Нонна сдала квартиру. Теперь у нас новые соседи, а я выдохнул. Даже ушел с работы по настоянию Катерины Николаевны. Она часто повторяет, что я теперь тоже член ее семьи, и ее дом — мой дом. Похоже, она видит: я чувствую себя неуютно.
А ведь мне действительно неуютно. Катерина относится ко мне не так, как к Ярославу. Не контролирует меня, и я живу своей жизнью, просто в ее квартире. Может, этим она показывает, что доверяет мне больше, чем Ярославу. Но мне кажется, что дело в другом: словно она дала мне пригласительный билет в убежище, но не в ее семью.
Казалось бы, ничего теперь не связывает меня с прошлым, я могу наслаждаться покоем, у меня есть все, о чем я мечтал, и даже больше. Но… счастья нет, зато есть угрызения совести. Я будто совершил что-то очень гадкое. Ведь, если бы не я, Ярослав с мамой не рассорились бы и она не выгнала бы его из дома.
Один раз я решаю навестить Ярослава. Зачем? Наверное, убедиться, что у него все хорошо, и успокоить свою совесть. Не представляю, что ему скажу. Да и что бы ни сказал, он не станет меня слушать, а просто выгонит.
Я поднимаюсь по ступенькам, слышу музыку. Вижу приоткрытую дверь: это та, что мне нужна. Захожу. Прихожая завалена обувью: камелоты, кеды. Играет панк-рок. Везде мусор: бутылки и банки из-под алкоголя.
Тусовка проходит в комнате. Я осторожно иду туда, миную кухню, где красноволосый парень и зеленоволосая девушка лежат на столе, курят что-то непохожее на сигареты и смотрят в потолок. Пальцем чертят в воздухе фигуры и о чем-то спорят. Вид у них такой, словно они на научной конференции мирового масштаба.
Дохожу до комнаты, заглядываю внутрь, но прячусь за приоткрытой дверью. В комнате — панки. Кто-то танцует, кто-то пьет, кто-то курит. В кресле обжимается полуголая парочка. Ищу глазами Ярослава и вскоре нахожу его. Он наклонился, а худой парень с лохматой гривой до лопаток, одетый в джинсовую безрукавку, льет ему на голову пиво из банки, а затем ставит ирокез.
Я вижу все, что мне нужно было увидеть.

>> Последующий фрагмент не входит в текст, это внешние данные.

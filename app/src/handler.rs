//! Protocol handler: the application state machine driven by consensus.
//!
//! [`App`] owns the one ledger of the process behind a single mutex. Every
//! lifecycle call holds that lock from start to finish, including the
//! snapshot write in `finalize_block`, so transactions observe strictly
//! sequential effects and no call ever sees a half-applied block.
//!
//! An `App` only exists after [`App::load_or_init`] succeeded, which is the
//! `Uninitialized → Ready` transition.

use layer0_engine::{check_transaction, BlockExecutor};
use layer0_primitives::{
    types::{app_hash, hash_to_hex},
    Ledger, APP_NAME, APP_VERSION,
};
use parking_lot::Mutex;
use tracing::{debug, error, info};

use crate::error::AppError;
use crate::protocol::{
    CheckTxRequest, CheckTxResponse, CommitResponse, ErrorResponse, FinalizeBlockRequest,
    FinalizeBlockResponse, InfoResponse, InitChainRequest, InitChainResponse, QueryRequest,
    QueryResponse, Request, Response, PATH_BALANCE, PATH_DELEGATION, PATH_PARAMS,
    PATH_TREASURY, QUERY_UNKNOWN_PATH,
};
use crate::snapshot::SnapshotStore;

/// The replicated application.
pub struct App {
    ledger: Mutex<Ledger>,
    store: SnapshotStore,
}

impl App {
    /// Restore the ledger from `store`, or initialize and persist genesis
    /// if there is no snapshot yet.
    ///
    /// A corrupt snapshot is an error; the ledger is never silently reset.
    pub fn load_or_init(store: SnapshotStore) -> Result<Self, AppError> {
        let ledger = match store.load()? {
            Some(ledger) => {
                info!(
                    path = %store.path().display(),
                    height = ledger.height(),
                    treasury = ledger.treasury(),
                    "restored ledger from snapshot"
                );
                ledger
            }
            None => {
                let ledger = Ledger::genesis();
                store.save(&ledger)?;
                info!(path = %store.path().display(), "initialized genesis ledger");
                ledger
            }
        };
        Ok(Self {
            ledger: Mutex::new(ledger),
            store,
        })
    }

    /// Clone of the current ledger.
    pub fn ledger(&self) -> Ledger {
        self.ledger.lock().clone()
    }

    /// Identity, last height and fingerprint. Read-only.
    pub fn info(&self) -> InfoResponse {
        let ledger = self.ledger.lock();
        InfoResponse {
            data: APP_NAME.to_string(),
            version: APP_VERSION.to_string(),
            last_block_height: ledger.height(),
            last_block_app_hash: app_hash(ledger.height()),
        }
    }

    /// Genesis hook. The ledger is not touched: genesis content is fixed by
    /// `load_or_init`, whatever the engine supplies here.
    pub fn init_chain(&self, request: &InitChainRequest) -> InitChainResponse {
        let _ledger = self.ledger.lock();
        info!(
            chain_id = %request.chain_id,
            initial_height = request.initial_height,
            validators = request.validators.len(),
            app_state_bytes = request.app_state_bytes.len(),
            "InitChain"
        );
        InitChainResponse {}
    }

    /// Mempool admission: decode and fee floor only. Never mutates.
    pub fn check_tx(&self, request: &CheckTxRequest) -> CheckTxResponse {
        let ledger = self.ledger.lock();
        let result = check_transaction(&ledger, &request.tx);
        if !result.is_ok() {
            debug!(code = result.code, log = %result.log, "CheckTx rejected");
        }
        result.into()
    }

    /// Execute a decided block and persist the resulting ledger.
    ///
    /// The block runs on a copy of the ledger. The copy replaces the live
    /// ledger only after the snapshot write succeeded; on a write failure
    /// the block is not acknowledged and the ledger stays at its
    /// pre-block state.
    pub fn finalize_block(
        &self,
        request: &FinalizeBlockRequest,
    ) -> Result<FinalizeBlockResponse, AppError> {
        let mut ledger = self.ledger.lock();
        let mut working = ledger.clone();
        let outcome = BlockExecutor::execute_block(&mut working, request.height, &request.txs);

        for (idx, result) in outcome.tx_results.iter().enumerate() {
            if !result.is_ok() {
                debug!(tx_index = idx, code = result.code, log = %result.log, "tx failed");
            }
        }

        if let Err(err) = self.store.save(&working) {
            error!(height = request.height, error = %err, "failed to persist block");
            return Err(err.into());
        }
        *ledger = working;

        info!(
            height = outcome.height,
            txs = outcome.tx_results.len(),
            accepted = outcome.accepted(),
            burned = outcome.burned,
            to_treasury = outcome.to_treasury,
            digest = %hash_to_hex(&ledger.digest()),
            "finalized block"
        );

        Ok(FinalizeBlockResponse {
            tx_results: outcome.tx_results,
            app_hash: outcome.app_hash,
        })
    }

    /// No-op: `finalize_block` has already persisted the block.
    pub fn commit(&self) -> CommitResponse {
        let _ledger = self.ledger.lock();
        CommitResponse { retain_height: 0 }
    }

    /// Read-only state queries.
    pub fn query(&self, request: &QueryRequest) -> QueryResponse {
        let ledger = self.ledger.lock();
        let ok = |value: String| QueryResponse {
            code: 0,
            log: String::new(),
            value: value.into_bytes(),
            height: ledger.height(),
        };

        match request.path.as_str() {
            PATH_BALANCE => {
                let account = String::from_utf8_lossy(&request.data);
                ok(ledger.balance(&account).to_string())
            }
            PATH_TREASURY => ok(ledger.treasury().to_string()),
            PATH_DELEGATION => {
                let key = String::from_utf8_lossy(&request.data);
                let (delegator, validator) = key.split_once('|').unwrap_or((&*key, ""));
                ok(ledger.delegation(delegator, validator).to_string())
            }
            // ChainParams holds three integers; serialization cannot fail.
            PATH_PARAMS => ok(serde_json::to_string(ledger.params()).unwrap_or_default()),
            _ => QueryResponse {
                code: QUERY_UNKNOWN_PATH,
                log: "unknown query path".to_string(),
                height: ledger.height(),
                ..QueryResponse::default()
            },
        }
    }

    /// Route one request to its lifecycle call.
    pub fn handle(&self, request: Request) -> Response {
        match request {
            Request::Info => Response::Info(self.info()),
            Request::InitChain(req) => Response::InitChain(self.init_chain(&req)),
            Request::CheckTx(req) => Response::CheckTx(self.check_tx(&req)),
            Request::FinalizeBlock(req) => match self.finalize_block(&req) {
                Ok(resp) => Response::FinalizeBlock(resp),
                Err(err) => Response::Error(ErrorResponse {
                    message: err.to_string(),
                }),
            },
            Request::Commit => Response::Commit(self.commit()),
            Request::Query(req) => Response::Query(self.query(&req)),
        }
    }
}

Поэтому ухожу, пока меня не заметили.
У Ярослава все совсем не хорошо. Моя совесть неспокойна.
* * *
Мы с Катериной Николаевной едем в машине, возвращаемся с мюзикла «Нотр-Дам-де-Пари». На мне брюки и белая рубашка, на ней — светло-голубое строгое платье-футляр: то самое, которое я видел в своем воображении, когда тайком лазал через балкон в ее квартиру. Мы купили его вместе. Она спрашивала моего совета, какое платье ей подойдет лучше: это или кофейное. Я не раздумывая указал на светло-голубое.
По дороге мы уже обсудили впечатления: и сюжет, и декорации, и голоса актеров.